Would you reproduce exactly the lines below from the one holding "pub use config::AppConfig;" through the one holding "use super::query::push_opt;", inclusive, and no others?
**** INPUT FOR THIS TASK
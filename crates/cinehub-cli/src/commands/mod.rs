//! Subcommand arguments and runners.

pub mod account;
pub mod auth;
pub mod catalog;
pub mod community;

use cinehub_api::services::{BrowseQuery, SearchQuery, SortOrder};
use cinehub_api::types::{ItemKind, Paginated};

/// Paging and filter flags shared by listing subcommands.
#[derive(clap::Args, Debug, Clone)]
pub struct BrowseArgs {
    /// Page number (1-based).
    #[arg(long)]
    page: Option<u32>,
    /// Page size.
    #[arg(long)]
    per_page: Option<u32>,
    /// Sort field (e.g. "dateAired", "ratingImdb").
    #[arg(long)]
    sort_by: Option<String>,
    /// Sort descending.
    #[arg(long, requires = "sort_by")]
    desc: bool,
    /// Restrict to one genre ID.
    #[arg(long)]
    genre: Option<u64>,
    /// Restrict to a release year.
    #[arg(long)]
    year: Option<u32>,
    /// Minimum IMDb rating.
    #[arg(long)]
    min_rating: Option<f64>,
}

impl BrowseArgs {
    fn to_query(&self) -> BrowseQuery {
        let mut query = BrowseQuery::new();
        query.page = self.page;
        query.per_page = self.per_page;
        if let Some(field) = &self.sort_by {
            let order = if self.desc {
                SortOrder::Desc
            } else {
                SortOrder::Asc
            };
            query = query.sort(field.as_str(), order);
        }
        query.genre_id = self.genre;
        query.year = self.year;
        query.min_rating = self.min_rating;
        query
    }
}

/// Free-text search flags.
#[derive(clap::Args, Debug, Clone)]
pub struct SearchArgs {
    /// Search term.
    term: String,
    /// Page number (1-based).
    #[arg(long)]
    page: Option<u32>,
}

impl SearchArgs {
    fn to_query(&self) -> SearchQuery {
        let mut query = SearchQuery::new(self.term.as_str());
        query.page = self.page;
        query
    }
}

/// Kind of catalog item, as accepted on the command line.
#[derive(clap::ValueEnum, Debug, Clone, Copy, PartialEq, Eq)]
pub enum KindArg {
    /// Movie.
    Movie,
    /// Series.
    Serie,
    /// Season.
    Season,
    /// Episode.
    Episode,
    /// Actor.
    Actor,
    /// Crew member.
    Crew,
}

impl From<KindArg> for ItemKind {
    fn from(kind: KindArg) -> Self {
        match kind {
            KindArg::Movie => Self::Movie,
            KindArg::Serie => Self::Serie,
            KindArg::Season => Self::Season,
            KindArg::Episode => Self::Episode,
            KindArg::Actor => Self::Actor,
            KindArg::Crew => Self::Crew,
        }
    }
}

/// Logs the page footer of a paginated listing.
fn log_page<T>(page: &Paginated<T>) {
    tracing::info!(
        "Page {}/{} ({} total)",
        page.meta.page,
        page.meta.total_pages,
        page.meta.total
    );
}

/// Renders an optional value as `-` when absent.
fn or_dash<T: ToString>(value: Option<T>) -> String {
    value.map_or_else(|| String::from("-"), |v| v.to_string())
}
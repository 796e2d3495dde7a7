//! Application configuration module.
//!
//! Manages the TOML config file holding API connection settings.

#[allow(clippy::module_inception)]
mod config;

pub use config::AppConfig;
//! Account-scoped endpoints: profile, favorites, own reviews, watchlist.
#![allow(clippy::future_not_send)]

use serde::Serialize;
use serde::de::IgnoredAny;
use serde_json::json;
use tracing::instrument;

use super::query::push_opt;
use crate::client::{ApiClient, ApiError, NO_BODY, RequestOptions};
use crate::routes::{Id, Route};
use crate::types::{Favorite, ItemKind, Paginated, User, UserReview};

/// Body of `PUT users/{id}`. Unset fields are left unchanged.
#[derive(Debug, Clone, Default, PartialEq, Eq, Serialize)]
#[serde(rename_all = "camelCase")]
pub struct ProfileUpdate {
    /// New display name.
    #[serde(skip_serializing_if = "Option::is_none")]
    pub name: Option<String>,
    /// New handle.
    #[serde(skip_serializing_if = "Option::is_none")]
    pub user_name: Option<String>,
    /// New avatar URL.
    #[serde(skip_serializing_if = "Option::is_none")]
    pub avatar: Option<String>,
    /// New biography.
    #[serde(skip_serializing_if = "Option::is_none")]
    pub bio: Option<String>,
}

/// Filters for `GET users/favorites`.
#[derive(Debug, Clone, Default, PartialEq, Eq)]
pub struct FavoriteQuery {
    /// Restrict to one item kind.
    pub kind: Option<ItemKind>,
    /// Title search.
    pub search: Option<String>,
    /// Page number (1-based).
    pub page: Option<u32>,
    /// Page size.
    pub per_page: Option<u32>,
}

impl FavoriteQuery {
    pub(crate) fn to_pairs(&self) -> Vec<(String, String)> {
        let mut pairs = Vec::new();
        push_opt(&mut pairs, "type", self.kind);
        push_opt(&mut pairs, "search", self.search.as_deref());
        push_opt(&mut pairs, "page", self.page);
        push_opt(&mut pairs, "perPage", self.per_page);
        pairs
    }
}

/// Filters for `GET users/reviews`.
#[derive(Debug, Clone, Copy, Default, PartialEq, Eq)]
pub struct UserReviewQuery {
    /// Restrict to one item kind.
    pub item_type: Option<ItemKind>,
    /// Page number (1-based).
    pub page: Option<u32>,
    /// Page size.
    pub per_page: Option<u32>,
}

impl UserReviewQuery {
    pub(crate) fn to_pairs(self) -> Vec<(String, String)> {
        let mut pairs = Vec::new();
        push_opt(&mut pairs, "itemType", self.item_type);
        push_opt(&mut pairs, "page", self.page);
        push_opt(&mut pairs, "perPage", self.per_page);
        pairs
    }
}

/// Rating and text of an own review.
#[derive(Debug, Clone, PartialEq, Eq)]
pub struct ReviewInput {
    /// Body.
    pub content: String,
    /// Rating.
    pub rating: u8,
}

impl ReviewInput {
    /// Creates a review body.
    #[must_use]
    pub fn new(content: impl Into<String>, rating: u8) -> Self {
        Self {
            content: content.into(),
            rating,
        }
    }
}

/// User API trait.
///
/// Every operation here requires a signed-in session.
#[allow(clippy::module_name_repetitions)]
#[trait_variant::make(UserApi: Send)]
pub trait LocalUserApi {
    /// Fetches a user profile.
    ///
    /// # Errors
    ///
    /// Returns an error if the HTTP request or JSON parsing fails.
    async fn profile(&self, id: Id) -> Result<User, ApiError>;

    /// Edits a user profile.
    ///
    /// # Errors
    ///
    /// Returns an error if the request fails or is rejected.
    async fn update_profile(&self, id: Id, update: &ProfileUpdate) -> Result<User, ApiError>;

    /// Lists the current user's favorites.
    ///
    /// # Errors
    ///
    /// Returns an error if the HTTP request or JSON parsing fails.
    async fn favorites(&self, query: &FavoriteQuery) -> Result<Paginated<Favorite>, ApiError>;

    /// Bookmarks an item.
    ///
    /// # Errors
    ///
    /// Returns an error if the request fails or is rejected.
    async fn add_favorite(&self, item_id: Id, kind: ItemKind) -> Result<Favorite, ApiError>;

    /// Removes a bookmark.
    ///
    /// # Errors
    ///
    /// Returns an error if the request fails or is rejected.
    async fn remove_favorite(&self, item_id: Id, kind: ItemKind) -> Result<(), ApiError>;

    /// Lists the current user's reviews.
    ///
    /// # Errors
    ///
    /// Returns an error if the HTTP request or JSON parsing fails.
    async fn my_reviews(&self, query: UserReviewQuery)
    -> Result<Paginated<UserReview>, ApiError>;

    /// Reviews an item of any kind.
    ///
    /// # Errors
    ///
    /// Returns an error if the request fails or is rejected.
    async fn add_review(
        &self,
        item_id: Id,
        kind: ItemKind,
        input: &ReviewInput,
    ) -> Result<UserReview, ApiError>;

    /// Edits the current user's review of an item.
    ///
    /// # Errors
    ///
    /// Returns an error if the request fails or is rejected.
    async fn update_my_review(
        &self,
        item_id: Id,
        kind: ItemKind,
        input: &ReviewInput,
    ) -> Result<UserReview, ApiError>;

    /// Deletes the current user's review of an item.
    ///
    /// # Errors
    ///
    /// Returns an error if the request fails or is rejected.
    async fn delete_my_review(&self, item_id: Id, kind: ItemKind) -> Result<(), ApiError>;

    /// Lists a user's watchlist.
    ///
    /// # Errors
    ///
    /// Returns an error if the HTTP request or JSON parsing fails.
    async fn watchlist(&self, user_id: Id) -> Result<Vec<Favorite>, ApiError>;

    /// Adds an item to a user's watchlist.
    ///
    /// # Errors
    ///
    /// Returns an error if the request fails or is rejected.
    async fn add_to_watchlist(
        &self,
        user_id: Id,
        item_id: Id,
        kind: ItemKind,
    ) -> Result<Favorite, ApiError>;

    /// Removes an item from a user's watchlist.
    ///
    /// # Errors
    ///
    /// Returns an error if the request fails or is rejected.
    async fn remove_from_watchlist(&self, user_id: Id, item_id: Id) -> Result<(), ApiError>;
}

impl LocalUserApi for ApiClient {
    #[instrument(skip_all)]
    async fn profile(&self, id: Id) -> Result<User, ApiError> {
        self.call(&Route::Profile { id }, NO_BODY, &RequestOptions::new())
            .await
    }

    #[instrument(skip_all)]
    async fn update_profile(&self, id: Id, update: &ProfileUpdate) -> Result<User, ApiError> {
        self.call(
            &Route::UpdateProfile { id },
            Some(update),
            &RequestOptions::new(),
        )
        .await
    }

    #[instrument(skip_all)]
    async fn favorites(&self, query: &FavoriteQuery) -> Result<Paginated<Favorite>, ApiError> {
        let options = RequestOptions::with_query(query.to_pairs());
        self.call(&Route::Favorites, NO_BODY, &options).await
    }

    #[instrument(skip_all)]
    async fn add_favorite(&self, item_id: Id, kind: ItemKind) -> Result<Favorite, ApiError> {
        let body = json!({ "itemId": item_id, "type": kind });
        self.call(&Route::AddFavorite, Some(&body), &RequestOptions::new())
            .await
    }

    #[instrument(skip_all)]
    async fn remove_favorite(&self, item_id: Id, kind: ItemKind) -> Result<(), ApiError> {
        let options = RequestOptions::new().body(&json!({ "itemId": item_id, "type": kind }))?;
        let _: IgnoredAny = self.call(&Route::RemoveFavorite, NO_BODY, &options).await?;
        Ok(())
    }

    #[instrument(skip_all)]
    async fn my_reviews(
        &self,
        query: UserReviewQuery,
    ) -> Result<Paginated<UserReview>, ApiError> {
        let options = RequestOptions::with_query(query.to_pairs());
        self.call(&Route::MyReviews, NO_BODY, &options).await
    }

    #[instrument(skip_all)]
    async fn add_review(
        &self,
        item_id: Id,
        kind: ItemKind,
        input: &ReviewInput,
    ) -> Result<UserReview, ApiError> {
        let body = json!({
            "itemId": item_id,
            "itemType": kind,
            "content": input.content,
            "rating": input.rating,
        });
        self.call(&Route::AddUserReview, Some(&body), &RequestOptions::new())
            .await
    }

    #[instrument(skip_all)]
    async fn update_my_review(
        &self,
        item_id: Id,
        kind: ItemKind,
        input: &ReviewInput,
    ) -> Result<UserReview, ApiError> {
        let body = json!({
            "itemType": kind,
            "content": input.content,
            "rating": input.rating,
        });
        self.call(
            &Route::UpdateUserReview { item_id },
            Some(&body),
            &RequestOptions::new(),
        )
        .await
    }

    #[instrument(skip_all)]
    async fn delete_my_review(&self, item_id: Id, kind: ItemKind) -> Result<(), ApiError> {
        let options = RequestOptions::new().body(&json!({ "itemType": kind }))?;
        let _: IgnoredAny = self
            .call(&Route::DeleteUserReview { item_id }, NO_BODY, &options)
            .await?;
        Ok(())
    }

    #[instrument(skip_all)]
    async fn watchlist(&self, user_id: Id) -> Result<Vec<Favorite>, ApiError> {
        self.call(
            &Route::Watchlist { id: user_id },
            NO_BODY,
            &RequestOptions::new(),
        )
        .await
    }

    #[instrument(skip_all)]
    async fn add_to_watchlist(
        &self,
        user_id: Id,
        item_id: Id,
        kind: ItemKind,
    ) -> Result<Favorite, ApiError> {
        let body = json!({ "itemId": item_id, "type": kind });
        self.call(
            &Route::AddToWatchlist { id: user_id },
            Some(&body),
            &RequestOptions::new(),
        )
        .await
    }

    #[instrument(skip_all)]
    async fn remove_from_watchlist(&self, user_id: Id, item_id: Id) -> Result<(), ApiError> {
        let _: IgnoredAny = self
            .call(
                &Route::RemoveFromWatchlist {
                    id: user_id,
                    item_id,
                },
                NO_BODY,
                &RequestOptions::new(),
            )
            .await?;
        Ok(())
    }
}
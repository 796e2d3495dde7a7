//! Series catalog endpoints.
#![allow(clippy::future_not_send)]

use tracing::instrument;

use super::query::{BrowseQuery, Pagination, SearchQuery};
use crate::client::{ApiClient, ApiError, NO_BODY, RequestOptions};
use crate::routes::{Id, Route};
use crate::types::{Paginated, Season, Serie};

/// Series API trait.
///
/// Abstracts API operations for mock substitution in tests.
/// Uses `trait_variant::make` to generate a `Send`-bound async trait.
#[allow(clippy::module_name_repetitions)]
#[trait_variant::make(SerieApi: Send)]
pub trait LocalSerieApi {
    /// Lists series.
    ///
    /// # Errors
    ///
    /// Returns an error if the HTTP request or JSON parsing fails.
    async fn series_list(&self, query: &BrowseQuery) -> Result<Paginated<Serie>, ApiError>;

    /// Fetches one series.
    ///
    /// # Errors
    ///
    /// Returns an error if the HTTP request or JSON parsing fails.
    async fn serie(&self, id: Id) -> Result<Serie, ApiError>;

    /// Fetches the most recently aired series.
    ///
    /// # Errors
    ///
    /// Returns an error if the HTTP request or JSON parsing fails.
    async fn latest_series(&self) -> Result<Vec<Serie>, ApiError>;

    /// Searches series by title.
    ///
    /// # Errors
    ///
    /// Returns an error if the HTTP request or JSON parsing fails.
    async fn search_series(&self, query: &SearchQuery) -> Result<Paginated<Serie>, ApiError>;

    /// Fetches series related to `id`.
    ///
    /// # Errors
    ///
    /// Returns an error if the HTTP request or JSON parsing fails.
    async fn related_series(
        &self,
        id: Id,
        pagination: Pagination,
    ) -> Result<Paginated<Serie>, ApiError>;

    /// Lists the seasons of a series.
    ///
    /// # Errors
    ///
    /// Returns an error if the HTTP request or JSON parsing fails.
    async fn serie_seasons(&self, id: Id) -> Result<Vec<Season>, ApiError>;
}

impl LocalSerieApi for ApiClient {
    #[instrument(skip_all)]
    async fn series_list(&self, query: &BrowseQuery) -> Result<Paginated<Serie>, ApiError> {
        let options = RequestOptions::with_query(query.to_pairs());
        self.call(&Route::Series, NO_BODY, &options).await
    }

    #[instrument(skip_all)]
    async fn serie(&self, id: Id) -> Result<Serie, ApiError> {
        self.call(&Route::Serie { id }, NO_BODY, &RequestOptions::new())
            .await
    }

    #[instrument(skip_all)]
    async fn latest_series(&self) -> Result<Vec<Serie>, ApiError> {
        self.call(&Route::LatestSeries, NO_BODY, &RequestOptions::new())
            .await
    }

    #[instrument(skip_all)]
    async fn search_series(&self, query: &SearchQuery) -> Result<Paginated<Serie>, ApiError> {
        let options = RequestOptions::with_query(query.to_pairs("title"));
        self.call(&Route::SearchSeries, NO_BODY, &options).await
    }

    #[instrument(skip_all)]
    async fn related_series(
        &self,
        id: Id,
        pagination: Pagination,
    ) -> Result<Paginated<Serie>, ApiError> {
        let options = RequestOptions::with_query(pagination.to_pairs());
        self.call(&Route::RelatedSeries { id }, NO_BODY, &options)
            .await
    }

    #[instrument(skip_all)]
    async fn serie_seasons(&self, id: Id) -> Result<Vec<Season>, ApiError> {
        self.call(&Route::SerieSeasons { id }, NO_BODY, &RequestOptions::new())
            .await
    }
}
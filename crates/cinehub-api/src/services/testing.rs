//! Helpers shared by the service tests.
#![allow(clippy::unwrap_used)]

use std::sync::Arc;

use wiremock::MockServer;

use crate::client::{ApiClient, CredentialSource};

/// Credential source that always returns the same token.
#[derive(Debug)]
pub struct StaticToken(pub &'static str);

impl CredentialSource for StaticToken {
    fn access_token(&self) -> Option<String> {
        Some(String::from(self.0))
    }
}

/// Client pointed at `server`, without credentials.
pub fn anonymous_client(server: &MockServer) -> ApiClient {
    ApiClient::builder()
        .base_url(server.uri().parse().unwrap())
        .build()
        .unwrap()
}

/// Client pointed at `server`, sending `Bearer test-token`.
pub fn signed_in_client(server: &MockServer) -> ApiClient {
    ApiClient::builder()
        .base_url(server.uri().parse().unwrap())
        .credentials(Arc::new(StaticToken("test-token")))
        .build()
        .unwrap()
}
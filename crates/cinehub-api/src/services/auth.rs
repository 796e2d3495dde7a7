//! Account endpoints: sign-in, sign-up, activation, password reset.
#![allow(clippy::future_not_send)]

use serde::Serialize;
use serde_json::json;
use tracing::instrument;

use crate::client::{ApiClient, ApiError, RequestOptions};
use crate::routes::Route;
use crate::types::{MessageResponse, SignInResponse};

/// Sign-in credentials.
#[derive(Debug, Clone, PartialEq, Eq, Serialize)]
#[serde(rename_all = "camelCase")]
pub struct SignInData {
    /// Email address or username.
    pub email_or_username: String,
    /// Password.
    pub password: String,
}

impl SignInData {
    /// Creates sign-in credentials.
    #[must_use]
    pub fn new(login: impl Into<String>, password: impl Into<String>) -> Self {
        Self {
            email_or_username: login.into(),
            password: password.into(),
        }
    }
}

/// Registration form.
#[derive(Debug, Clone, PartialEq, Eq, Serialize)]
#[serde(rename_all = "camelCase")]
pub struct SignUpData {
    /// Email address.
    pub email: String,
    /// Password.
    pub password: String,
    /// Desired handle.
    pub user_name: String,
    /// Display name.
    #[serde(skip_serializing_if = "Option::is_none")]
    pub name: Option<String>,
}

/// Account API trait.
///
/// Abstracts API operations for mock substitution in tests.
/// Uses `trait_variant::make` to generate a `Send`-bound async trait.
#[allow(clippy::module_name_repetitions)]
#[trait_variant::make(AuthApi: Send)]
pub trait LocalAuthApi {
    /// Exchanges credentials for a user profile and tokens.
    ///
    /// # Errors
    ///
    /// Returns an error if the request fails or the credentials are refused.
    async fn sign_in(&self, data: &SignInData) -> Result<SignInResponse, ApiError>;

    /// Registers an account. The account must be activated before sign-in.
    ///
    /// # Errors
    ///
    /// Returns an error if the request fails or the form is rejected.
    async fn sign_up(&self, data: &SignUpData) -> Result<MessageResponse, ApiError>;

    /// Activates an account with the token sent by email.
    ///
    /// # Errors
    ///
    /// Returns an error if the request fails or the token is invalid.
    async fn activate_account(&self, token: &str) -> Result<MessageResponse, ApiError>;

    /// Requests a password reset email.
    ///
    /// # Errors
    ///
    /// Returns an error if the request fails.
    async fn forgot_password(&self, email: &str) -> Result<MessageResponse, ApiError>;

    /// Sets a new password using a reset token.
    ///
    /// # Errors
    ///
    /// Returns an error if the request fails or the token is invalid.
    async fn reset_password(&self, token: &str, password: &str)
    -> Result<MessageResponse, ApiError>;
}

impl LocalAuthApi for ApiClient {
    #[instrument(skip_all)]
    async fn sign_in(&self, data: &SignInData) -> Result<SignInResponse, ApiError> {
        self.call(&Route::SignIn, Some(data), &RequestOptions::new())
            .await
    }

    #[instrument(skip_all)]
    async fn sign_up(&self, data: &SignUpData) -> Result<MessageResponse, ApiError> {
        self.call(&Route::SignUp, Some(data), &RequestOptions::new())
            .await
    }

    #[instrument(skip_all)]
    async fn activate_account(&self, token: &str) -> Result<MessageResponse, ApiError> {
        let body = json!({ "token": token });
        self.call(&Route::Activate, Some(&body), &RequestOptions::new())
            .await
    }

    #[instrument(skip_all)]
    async fn forgot_password(&self, email: &str) -> Result<MessageResponse, ApiError> {
        let body = json!({ "email": email });
        self.call(&Route::ForgotPassword, Some(&body), &RequestOptions::new())
            .await
    }

    #[instrument(skip_all)]
    async fn reset_password(
        &self,
        token: &str,
        password: &str,
    ) -> Result<MessageResponse, ApiError> {
        let body = json!({ "token": token, "password": password });
        self.call(&Route::ResetPassword, Some(&body), &RequestOptions::new())
            .await
    }
}
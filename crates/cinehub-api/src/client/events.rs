//! Seams between the client and whoever owns the credential.

use std::fmt::Debug;

/// Supplies the bearer token for outbound requests.
///
/// Read once per call, right before the request is built.
pub trait CredentialSource: Send + Sync + Debug {
    /// Current access token, or `None` to send the call unauthenticated.
    fn access_token(&self) -> Option<String>;
}

/// Events emitted by `ApiClient` while settling a call.
#[derive(Debug, Clone, Copy, PartialEq, Eq)]
#[allow(clippy::module_name_repetitions)]
pub enum ClientEvent {
    /// The server answered 401: the presented credential is missing or invalid.
    CredentialRejected,
}

/// Receives `ClientEvent`s.
///
/// Called before the failing call returns to its caller.
pub trait ClientEventListener: Send + Sync + Debug {
    /// Handles one event.
    fn on_event(&self, event: ClientEvent);
}
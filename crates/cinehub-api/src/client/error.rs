//! `ApiError` and error body normalization.

use reqwest::StatusCode;
use serde_json::Value;

/// Failure of a single API call.
#[derive(Debug, thiserror::Error)]
#[allow(clippy::module_name_repetitions)]
pub enum ApiError {
    /// No usable response: connection failure, timeout, TLS error.
    #[error(transparent)]
    Transport(#[from] reqwest::Error),

    /// The server answered with a non-success status.
    ///
    /// Displays as the normalized message only.
    #[error("{message}")]
    Status {
        /// HTTP status of the response.
        status: StatusCode,
        /// Message extracted from the error body.
        message: String,
    },

    /// The success body did not match the expected shape.
    #[error("failed to decode JSON response: {path}")]
    Decode {
        /// Request path.
        path: String,
        /// Underlying parse error.
        #[source]
        source: serde_json::Error,
    },

    /// A request body could not be serialized.
    #[error("failed to encode request body")]
    Encode(#[source] serde_json::Error),

    /// The path could not be joined onto the base URL.
    #[error("invalid request path: {path}")]
    InvalidPath {
        /// Request path.
        path: String,
        /// Underlying URL error.
        #[source]
        source: url::ParseError,
    },

    /// Persisting or clearing session state failed.
    #[error("session storage failed: {0}")]
    Store(#[source] anyhow::Error),
}

impl ApiError {
    /// HTTP status of the response, if there was one.
    #[must_use]
    pub fn status(&self) -> Option<StatusCode> {
        match self {
            Self::Status { status, .. } => Some(*status),
            Self::Transport(err) => err.status(),
            _ => None,
        }
    }

    /// Normalized server message for status errors.
    #[must_use]
    pub fn message(&self) -> Option<&str> {
        match self {
            Self::Status { message, .. } => Some(message),
            _ => None,
        }
    }

    /// `true` when the server rejected the presented credential (401).
    #[must_use]
    pub fn is_unauthorized(&self) -> bool {
        self.status() == Some(StatusCode::UNAUTHORIZED)
    }

    /// `true` when the call hit the client's overall timeout.
    #[must_use]
    pub fn is_timeout(&self) -> bool {
        matches!(self, Self::Transport(err) if err.is_timeout())
    }
}

/// Builds a human-readable message from an error response body.
///
/// Looks at `message` first, then `error`. Arrays are joined with `", "`.
/// Falls back to the raw body, then to the status' canonical reason.
pub(crate) fn normalize_message(status: StatusCode, body: &str) -> String {
    if let Ok(value) = serde_json::from_str::<Value>(body)
        && let Some(message) =
            message_field(value.get("message")).or_else(|| message_field(value.get("error")))
    {
        return message;
    }

    let trimmed = body.trim();
    if !trimmed.is_empty() {
        return String::from(trimmed);
    }

    status
        .canonical_reason()
        .map_or_else(|| status.to_string(), String::from)
}

fn message_field(value: Option<&Value>) -> Option<String> {
    match value? {
        Value::String(s) if !s.is_empty() => Some(s.clone()),
        Value::Array(items) if !items.is_empty() => Some(
            items
                .iter()
                .map(|item| {
                    item.as_str()
                        .map_or_else(|| item.to_string(), String::from)
                })
                .collect::<Vec<_>>()
                .join(", "),
        ),
        _ => None,
    }
}
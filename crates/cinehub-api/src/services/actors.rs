//! Actor endpoints.
#![allow(clippy::future_not_send)]

use tracing::instrument;

use super::query::{BrowseQuery, SearchQuery};
use crate::client::{ApiClient, ApiError, NO_BODY, RequestOptions};
use crate::routes::{Id, Route};
use crate::types::{Paginated, Person};

/// Actor API trait.
#[allow(clippy::module_name_repetitions)]
#[trait_variant::make(ActorApi: Send)]
pub trait LocalActorApi {
    /// Lists actors.
    ///
    /// # Errors
    ///
    /// Returns an error if the HTTP request or JSON parsing fails.
    async fn actors(&self, query: &BrowseQuery) -> Result<Paginated<Person>, ApiError>;

    /// Fetches one actor.
    ///
    /// # Errors
    ///
    /// Returns an error if the HTTP request or JSON parsing fails.
    async fn actor(&self, id: Id) -> Result<Person, ApiError>;

    /// Searches actors by full name.
    ///
    /// # Errors
    ///
    /// Returns an error if the HTTP request or JSON parsing fails.
    async fn search_actors(&self, query: &SearchQuery) -> Result<Paginated<Person>, ApiError>;
}

impl LocalActorApi for ApiClient {
    #[instrument(skip_all)]
    async fn actors(&self, query: &BrowseQuery) -> Result<Paginated<Person>, ApiError> {
        let options = RequestOptions::with_query(query.to_pairs());
        self.call(&Route::Actors, NO_BODY, &options).await
    }

    #[instrument(skip_all)]
    async fn actor(&self, id: Id) -> Result<Person, ApiError> {
        self.call(&Route::Actor { id }, NO_BODY, &RequestOptions::new())
            .await
    }

    #[instrument(skip_all)]
    async fn search_actors(&self, query: &SearchQuery) -> Result<Paginated<Person>, ApiError> {
        let options = RequestOptions::with_query(query.to_pairs("fullname"));
        self.call(&Route::SearchActors, NO_BODY, &options).await
    }
}

#[cfg(test)]
mod tests {
    #![allow(clippy::unwrap_used)]
    #![allow(clippy::indexing_slicing)]

    use serde_json::json;
    use wiremock::matchers::{method, path, query_param};
    use wiremock::{Mock, MockServer, ResponseTemplate};

    use super::*;
    use crate::services::testing::anonymous_client;

    #[tokio::test]
    async fn test_search_actors_by_fullname() {
        // Arrange
        let server = MockServer::start().await;
        let json_body = include_str!("../../../../fixtures/api/actors_search.json");
        Mock::given(method("GET"))
            .and(path("/actors/search"))
            .and(query_param("fullname", "pacino"))
            .respond_with(ResponseTemplate::new(200).set_body_string(json_body))
            .expect(1)
            .mount(&server)
            .await;
        let client = anonymous_client(&server);

        // Act
        let found = client
            .search_actors(&SearchQuery::new("pacino"))
            .await
            .unwrap();

        // Assert
        assert_eq!(found.data[0].fullname, "Al Pacino");
        let average = found.data[0].ratings.unwrap().average_rating;
        assert!((average - 4.8).abs() < f64::EPSILON);
    }

    #[tokio::test]
    async fn test_actor_and_listing() {
        // Arrange
        let server = MockServer::start().await;
        let json_body = include_str!("../../../../fixtures/api/actors_search.json");
        Mock::given(method("GET"))
            .and(path("/actors"))
            .respond_with(ResponseTemplate::new(200).set_body_string(json_body))
            .mount(&server)
            .await;
        Mock::given(method("GET"))
            .and(path("/actors/5"))
            .respond_with(ResponseTemplate::new(200).set_body_json(json!({
                "id": 5,
                "fullname": "Al Pacino",
                "isBookmarked": true
            })))
            .mount(&server)
            .await;
        let client = anonymous_client(&server);

        // Act
        let listed = client.actors(&BrowseQuery::new()).await.unwrap();
        let actor = client.actor(5).await.unwrap();

        // Assert
        assert_eq!(listed.meta.total, 1);
        assert!(actor.is_bookmarked);
        assert!(actor.description.is_none());
    }
}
********
* FINISHED EXERCISE
pub use config::AppConfig;
//! Account-scoped endpoints: profile, favorites, own reviews, watchlist.
#![allow(clippy::future_not_send)]

use serde::Serialize;
use serde::de::IgnoredAny;
use serde_json::json;
use tracing::instrument;

use super::query::push_opt;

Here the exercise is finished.